Ces principes s’appliquent à toutes les recherches effectuées en milieu autochtone. Mais, la propriété des données, le contrôle de ces données ou des recherches, l’accès aux données et la possession doivent-elles être celle des conseils de bande, de Femmes autochtones au Québec ou alors des groupes de femmes de la communauté?
Les femmes sont au centre du projet. Elles sont des actrices privilégiées et doivent être considérées comme telles à toutes les étapes. L’information recueillie est un patrimoine collectif des femmes qui travaillent en faveur des droits des femmes. Mais qu’en est-il des autres instances de la communauté?
Éléments de réflexion: lire attentivement les Lignes directrices de FAQ ainsi que les principes (PCAP) adaptés aux femmes. Considérer les étapes et la liste de vérification proposées.
Souvent dans le cadre d’une recherche, lors de la réalisation des entrevues par exemple, des blessures individuelles ou collectives peuvent ressurgir.
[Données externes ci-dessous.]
//! Package resolution.
//!
//! The [`PackageResolver`] is the resolution context: it owns the table of
//! package records keyed by normalized import path and hands out shared
//! references into it. Separate resolvers never share state, so tests can
//! build isolated contexts.
//!
//! The table is keyed by import path alone. The first resolution of a path
//! decides whether that record follows test imports; later requests with a
//! different `include_test_imports` get the existing record unchanged.

pub mod errors;
pub mod graph;

pub use errors::ResolveError;

use std::collections::HashMap;
use std::fmt;
use std::path::Path;
use std::sync::{Arc, Mutex, MutexGuard, PoisonError};

use crate::core::Package;
use crate::sources::ImportResolver;

/// Resolution context owning every package record.
pub struct PackageResolver {
    importer: Arc<dyn ImportResolver>,
    packages: Mutex<HashMap<String, Arc<Package>>>,
}

impl PackageResolver {
    /// Create a resolver backed by an import service.
    pub fn new(importer: Arc<dyn ImportResolver>) -> Self {
        PackageResolver {
            importer,
            packages: Mutex::new(HashMap::new()),
        }
    }

    /// Get the import service.
    pub fn importer(&self) -> &dyn ImportResolver {
        self.importer.as_ref()
    }

    /// Resolve an import path to its package record.
    ///
    /// On a cache hit `include_test_imports` is ignored.
    pub fn resolve(
        &self,
        import_path: &str,
        src_dir: &Path,
        include_test_imports: bool,
    ) -> Result<Arc<Package>, ResolveError> {
        let import_path = self.importer.normalize(import_path);

        // The table stays locked across the import so a path is imported
        // at most once, even when several threads ask for it together.
        let mut packages = self.lock();
        if let Some(pkg) = packages.get(&import_path) {
            tracing::trace!("package cache hit: {}", import_path);
            return Ok(Arc::clone(pkg));
        }

        let pkg = self.load(&import_path, src_dir, include_test_imports)?;
        packages.insert(import_path, Arc::clone(&pkg));
        Ok(pkg)
    }

    /// Resolve a package record that bypasses the table entirely.
    ///
    /// The record is neither looked up nor stored, so its derived state is
    /// independent of any cached record for the same path.
    pub fn resolve_fresh(
        &self,
        import_path: &str,
        src_dir: &Path,
        include_test_imports: bool,
    ) -> Result<Arc<Package>, ResolveError> {
        let import_path = self.importer.normalize(import_path);
        self.load(&import_path, src_dir, include_test_imports)
    }

    /// Look up an already-resolved package.
    pub fn cached(&self, import_path: &str) -> Option<Arc<Package>> {
        let import_path = self.importer.normalize(import_path);
        self.lock().get(&import_path).cloned()
    }

    /// Number of resolved packages.
    pub fn len(&self) -> usize {
        self.lock().len()
    }

    /// Check if no package has been resolved yet.
    pub fn is_empty(&self) -> bool {
        self.lock().is_empty()
    }

    fn load(
        &self,
        import_path: &str,
        src_dir: &Path,
        include_test_imports: bool,
    ) -> Result<Arc<Package>, ResolveError> {
        tracing::debug!(
            "resolving package {} from {}",
            import_path,
            src_dir.display()
        );

        let meta = self.importer.import(import_path, src_dir)?;
        let pkg = Package::new(meta, include_test_imports);

        if pkg.is_vendored() {
            tracing::debug!("{} is vendored; test imports disabled", pkg.import_path());
        }

        Ok(Arc::new(pkg))
    }

    fn lock(&self) -> MutexGuard<'_, HashMap<String, Arc<Package>>> {
        self.packages.lock().unwrap_or_else(PoisonError::into_inner)
    }
}

impl fmt::Debug for PackageResolver {
    fn fmt(&self, f: &mut fmt::Formatter<'_>) -> fmt::Result {
        f.debug_struct("PackageResolver")
            .field("packages", &self.len())
            .finish()
    }
}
Elles peuvent provenir d’expériences personnelles ou plus globalement être provoquées par l’histoire de discrimination et de colonisation collective, ou d’expérience de discrimination et/ou de violence vécue individuellement par les participantes.
C’est une responsabilité de la chercheuse de veiller à ne pas laisser les personnes seules avec leur douleur. Cela ne signifie pas que l’équipe doive tout prendre en charge elle-même mais elle doit avoir une stratégie pour que l’expression de leur réalité par les femmes soit une expérience enrichissante et libératrice plutôt que douloureuse et déprimante. Il est important de prévoir différents moyens pour ce faire.
La spiritualité peut se révéler un moyen privilégié pour faire face à cette situation et amorcer un processus de guérison. Celui-ci doit être global et holistique : Il est recommandé de clore tout exercice de réflexion par des pratiques de guérison afin de boucler la boucle et de refermer les blessures qui auraient pu s’ouvrir durant l’exercice. Il faut aussi clore les échanges avec des paroles positives à partir des informations confiées par les participantes.
Dans des cas plus difficiles, il faut aussi être prêt à référer à des services à plus long terme si cela se révèle nécessaire. Un contact préalable avec les ressources en santé et services sociaux de la communauté peut s’avérer important.
Éléments de réflexion : réfléchir et anticiper les possibles blessures pouvant être rouvertes lors d’entrevues ou de rencontres collectives. Envisager les différentes stratégies possibles selon les communautés.